## Given records
--- START ---
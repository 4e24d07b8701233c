//! Gossip tuning presets selected by the `profile` config key.

use std::str::FromStr;
use std::time::Duration;

use thiserror::Error;

/// Network environment the gossip layer is tuned for.
#[derive(Debug, Clone, Copy, PartialEq, Eq)]
pub enum Profile {
    /// Single datacenter, low latency.
    Lan,
    /// Multiple datacenters, high latency.
    Wan,
    /// Loopback or single host, aggressive timings.
    Local,
}

#[derive(Debug, Error, PartialEq, Eq)]
#[error("Unknown profile: {0}")]
pub struct UnknownProfile(pub String);

impl FromStr for Profile {
    type Err = UnknownProfile;

    fn from_str(s: &str) -> Result<Self, Self::Err> {
        match s {
            "lan" => Ok(Profile::Lan),
            "wan" => Ok(Profile::Wan),
            "local" => Ok(Profile::Local),
            other => Err(UnknownProfile(other.to_string())),
        }
    }
}

/// Timing and fan-out knobs for the gossip layer.
#[derive(Debug, Clone, PartialEq, Eq)]
pub struct GossipPreset {
    pub tcp_timeout: Duration,
    pub indirect_checks: usize,
    pub retransmit_mult: usize,
    pub suspicion_mult: usize,
    pub push_pull_interval: Duration,
    pub probe_timeout: Duration,
    pub probe_interval: Duration,
    pub gossip_nodes: usize,
    pub gossip_interval: Duration,
}

impl GossipPreset {
    pub fn lan() -> Self {
        Self {
            tcp_timeout: Duration::from_secs(10),
            indirect_checks: 3,
            retransmit_mult: 4,
            suspicion_mult: 4,
            push_pull_interval: Duration::from_secs(30),
            probe_timeout: Duration::from_millis(500),
            probe_interval: Duration::from_secs(1),
            gossip_nodes: 3,
            gossip_interval: Duration::from_millis(200),
        }
    }

    pub fn wan() -> Self {
        Self {
            tcp_timeout: Duration::from_secs(30),
            suspicion_mult: 6,
            push_pull_interval: Duration::from_secs(60),
            probe_timeout: Duration::from_secs(3),
            probe_interval: Duration::from_secs(5),
            gossip_nodes: 4,
            gossip_interval: Duration::from_millis(500),
            ..Self::lan()
        }
    }

    pub fn local() -> Self {
        Self {
            tcp_timeout: Duration::from_secs(1),
            indirect_checks: 1,
            retransmit_mult: 2,
            suspicion_mult: 3,
            push_pull_interval: Duration::from_secs(15),
            probe_timeout: Duration::from_millis(200),
            probe_interval: Duration::from_secs(1),
            gossip_interval: Duration::from_millis(100),
            ..Self::lan()
        }
    }

    pub fn for_profile(profile: Profile) -> Self {
        match profile {
            Profile::Lan => Self::lan(),
            Profile::Wan => Self::wan(),
            Profile::Local => Self::local(),
        }
    }
}
//! Bind address parsing and resolution.
//!
//! Accepts `host`, `host:port` and `[v6]:port`. A missing port is filled in
//! with [`DEFAULT_BIND_PORT`] with a single retry; every other malformed
//! input is reported as-is.

use std::net::{IpAddr, Ipv4Addr, SocketAddr};

use thiserror::Error;

/// Gossip port used when the bind address does not name one.
pub const DEFAULT_BIND_PORT: u16 = 7946;

/// Error type for address parsing and resolution.
#[derive(Debug, Error)]
pub enum AddressError {
    #[error("address {0}: missing port in address")]
    MissingPort(String),

    #[error("address {0}: too many colons in address")]
    TooManyColons(String),

    #[error("address {0}: missing ']' in address")]
    MissingBracket(String),

    #[error("address {0}: unexpected '[' or ']' in address")]
    UnexpectedBracket(String),

    #[error("address {address}: invalid port {port:?}")]
    InvalidPort { address: String, port: String },

    #[error("failed to resolve {address}: {source}")]
    Resolve {
        address: String,
        #[source]
        source: std::io::Error,
    },

    #[error("no addresses found for {0}")]
    NoAddress(String),
}

/// Split `host:port` into its parts without resolving anything.
pub fn split_host_port(hostport: &str) -> Result<(&str, &str), AddressError> {
    let err = |make: fn(String) -> AddressError| Err(make(hostport.to_string()));

    let (host, port_start) = if let Some(rest) = hostport.strip_prefix('[') {
        let end = match rest.find(']') {
            Some(end) => end + 1,
            None => return err(AddressError::MissingBracket),
        };

        match hostport.as_bytes().get(end + 1).copied() {
            None => return err(AddressError::MissingPort),
            Some(b':') if hostport[end + 1..].rfind(':') == Some(0) => {}
            Some(b':') => return err(AddressError::TooManyColons),
            Some(_) => return err(AddressError::MissingPort),
        }

        let host = &hostport[1..end];
        if host.contains('[') || host.contains(']') || hostport[end + 1..].contains(['[', ']']) {
            return err(AddressError::UnexpectedBracket);
        }
        (host, end + 2)
    } else {
        let colon = match hostport.rfind(':') {
            Some(colon) => colon,
            None => return err(AddressError::MissingPort),
        };

        let host = &hostport[..colon];
        if host.contains(':') {
            return err(AddressError::TooManyColons);
        }
        if hostport.contains(['[', ']']) {
            return err(AddressError::UnexpectedBracket);
        }
        (host, colon + 1)
    };

    Ok((host, &hostport[port_start..]))
}

/// Resolve a bind address to a concrete IP and port.
///
/// An empty host means all interfaces. Hostnames go through the system
/// resolver; the first IPv4 answer is preferred.
pub async fn resolve(address: &str) -> Result<SocketAddr, AddressError> {
    let with_port;
    let (host, port) = match split_host_port(address) {
        Ok(parts) => parts,
        Err(AddressError::MissingPort(_)) => {
            with_port = format!("{}:{}", address, DEFAULT_BIND_PORT);
            split_host_port(&with_port)?
        }
        Err(e) => return Err(e),
    };

    // An empty port means "any", as in `10.0.0.5:`.
    let port: u16 = if port.is_empty() {
        0
    } else {
        port.parse().map_err(|_| AddressError::InvalidPort {
            address: address.to_string(),
            port: port.to_string(),
        })?
    };

    if host.is_empty() {
        return Ok(SocketAddr::new(IpAddr::V4(Ipv4Addr::UNSPECIFIED), port));
    }

    if let Ok(ip) = host.parse::<IpAddr>() {
        return Ok(SocketAddr::new(ip, port));
    }

    let candidates: Vec<SocketAddr> = tokio::net::lookup_host((host, port))
        .await
        .map_err(|source| AddressError::Resolve {
            address: address.to_string(),
            source,
        })?
        .collect();

    candidates
        .iter()
        .find(|addr| addr.is_ipv4())
        .or_else(|| candidates.first())
        .copied()
        .ok_or_else(|| AddressError::NoAddress(address.to_string()))
}

#[cfg(test)]
mod tests {
    use super::*;

    #[test]
    fn test_split_host_port() {
        assert_eq!(split_host_port("10.0.0.5:9000").unwrap(), ("10.0.0.5", "9000"));
        assert_eq!(split_host_port("[::1]:80").unwrap(), ("::1", "80"));
        assert_eq!(split_host_port(":7946").unwrap(), ("", "7946"));
    }

    #[test]
    fn test_split_host_port_errors() {
        assert!(matches!(split_host_port("10.0.0.5"), Err(AddressError::MissingPort(_))));
        assert!(matches!(split_host_port("[::1]"), Err(AddressError::MissingPort(_))));
        assert!(matches!(split_host_port("::1"), Err(AddressError::TooManyColons(_))));
        assert!(matches!(split_host_port("[::1]:80:90"), Err(AddressError::TooManyColons(_))));
        assert!(matches!(split_host_port("[::1:80"), Err(AddressError::MissingBracket(_))));
        assert!(matches!(split_host_port("a]b:80"), Err(AddressError::UnexpectedBracket(_))));
    }

    #[tokio::test]
    async fn test_resolve_injects_default_port() {
        let addr = resolve("10.0.0.5").await.unwrap();
        assert_eq!(addr.ip().to_string(), "10.0.0.5");
        assert_eq!(addr.port(), DEFAULT_BIND_PORT);
    }

    #[tokio::test]
    async fn test_resolve_explicit_port() {
        let addr = resolve("10.0.0.5:9000").await.unwrap();
        assert_eq!(addr.ip().to_string(), "10.0.0.5");
        assert_eq!(addr.port(), 9000);
    }

    #[tokio::test]
    async fn test_resolve_empty_port_is_any() {
        let addr = resolve("10.0.0.5:").await.unwrap();
        assert_eq!(addr.ip().to_string(), "10.0.0.5");
        assert_eq!(addr.port(), 0);

        let addr = resolve("[::1]:").await.unwrap();
        assert_eq!(addr.port(), 0);
    }

    #[tokio::test]
    async fn test_resolve_ipv6_literal() {
        let addr = resolve("[::1]").await.unwrap();
        assert_eq!(addr.ip().to_string(), "::1");
        assert_eq!(addr.port(), DEFAULT_BIND_PORT);
    }

    #[tokio::test]
    async fn test_resolve_empty_binds_everywhere() {
        let addr = resolve("").await.unwrap();
        assert!(addr.ip().is_unspecified());
        assert_eq!(addr.port(), DEFAULT_BIND_PORT);
    }

    #[tokio::test]
    async fn test_resolve_hostname() {
        let addr = resolve("localhost:8000").await.unwrap();
        assert!(addr.ip().is_loopback());
        assert_eq!(addr.port(), 8000);
    }

    #[tokio::test]
    async fn test_resolve_rejects_bad_host() {
        assert!(resolve("not a host").await.is_err());
    }

    #[tokio::test]
    async fn test_resolve_other_errors_not_retried() {
        assert!(matches!(resolve("::1").await, Err(AddressError::TooManyColons(_))));
        assert!(matches!(
            resolve("10.0.0.5:http").await,
            Err(AddressError::InvalidPort { .. })
        ));
    }
}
--- END ---
## Required work
For each line above that contains "parts", add one to a count, then state only the final number.

## Output of the task
2